Ds will be 16 next week and she wants to know what he wants (I almost typed she wants to know what she'll get him-there is a bit of a difference, iyswim). So she tells OS to tell me that (she won't call me first) which is a problem because she doesn't know what ds wants. I never told her she couldn't call ds, I just said no more expensive gifts.

Gifts.
They play a big part of MS's strategy of superiority. Not just financially-creating a sort of debt when she buys expensive things for my children-then I 'owe' her.

But also the way MS does gifts is a power play that goes something like this:
MS asks what we want (she is in a superior position to grant our wish).

Then she does not get what we ask for, but instead she redefines it into what she thinks we would want better based on our request. A power play. This is irritating and I finally figured out why. It is hard to explain but it comes around to she does not acknowledge our existence (she won't acknowledge our individual brain making a valid choice). She operates from her brain and expects everyone else to as well, as in the answer to the gift question is ___and that is the best answer- there can be no other- end of discussion.

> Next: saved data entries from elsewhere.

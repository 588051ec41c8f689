//! Skill/interest matching for student opportunities and the application lifecycle that
//! consumes the ranked output.

pub mod applications;
pub mod config;
pub mod error;
pub mod matching;
pub mod store;
pub mod telemetry;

I have read where this is called "over achieving" or "over functioning" which leaves no possibility for anyone else to function. Also known as "she breathes all of the oxygen in the room and leaves no air for anyone else". Very narcissistic.

I refuse to take the bait and won't tell her what I want. Let her choose something on her own since she won't get what we ask for anyway. Last time I said this (birthday-I said I am 46-I don't need a present, just send a card) she called back with, "If you don't tell me what you want, I'm not getting you anything." Oooooh, Superior Power, who is in control now?? (I said, Fine -just send a card. She sent a tea cup about a two months late.) So, just in time for the holidays, I've figured out that for her to choose a gift without a prompt would mean that she'd have to acknowledge our existence and actually think about us.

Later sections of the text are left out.